DATA PROVIDED =
-- Opening Marker --

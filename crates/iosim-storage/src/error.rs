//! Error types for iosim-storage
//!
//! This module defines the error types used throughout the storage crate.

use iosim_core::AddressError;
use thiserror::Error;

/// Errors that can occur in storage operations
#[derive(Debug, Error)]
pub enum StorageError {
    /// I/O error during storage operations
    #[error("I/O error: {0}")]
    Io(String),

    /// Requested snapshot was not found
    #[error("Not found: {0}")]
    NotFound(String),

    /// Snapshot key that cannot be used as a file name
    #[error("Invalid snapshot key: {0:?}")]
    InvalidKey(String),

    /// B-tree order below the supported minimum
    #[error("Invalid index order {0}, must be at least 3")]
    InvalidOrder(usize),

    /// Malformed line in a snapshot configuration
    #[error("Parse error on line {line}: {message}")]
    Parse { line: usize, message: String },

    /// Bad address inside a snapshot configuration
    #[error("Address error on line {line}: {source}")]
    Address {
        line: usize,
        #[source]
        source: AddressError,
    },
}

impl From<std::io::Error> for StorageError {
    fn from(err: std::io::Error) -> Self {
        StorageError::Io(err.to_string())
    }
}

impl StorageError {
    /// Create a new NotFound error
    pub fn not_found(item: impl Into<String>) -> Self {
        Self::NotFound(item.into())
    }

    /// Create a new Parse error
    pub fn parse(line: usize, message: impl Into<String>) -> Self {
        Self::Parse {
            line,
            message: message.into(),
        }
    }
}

-- Closing Marker --

WHAT TO WORK ON =
Using the entries, return every line where the word "AddressError" can be found.

TASK ANSWER =
use iosim_core::AddressError;
        source: AddressError,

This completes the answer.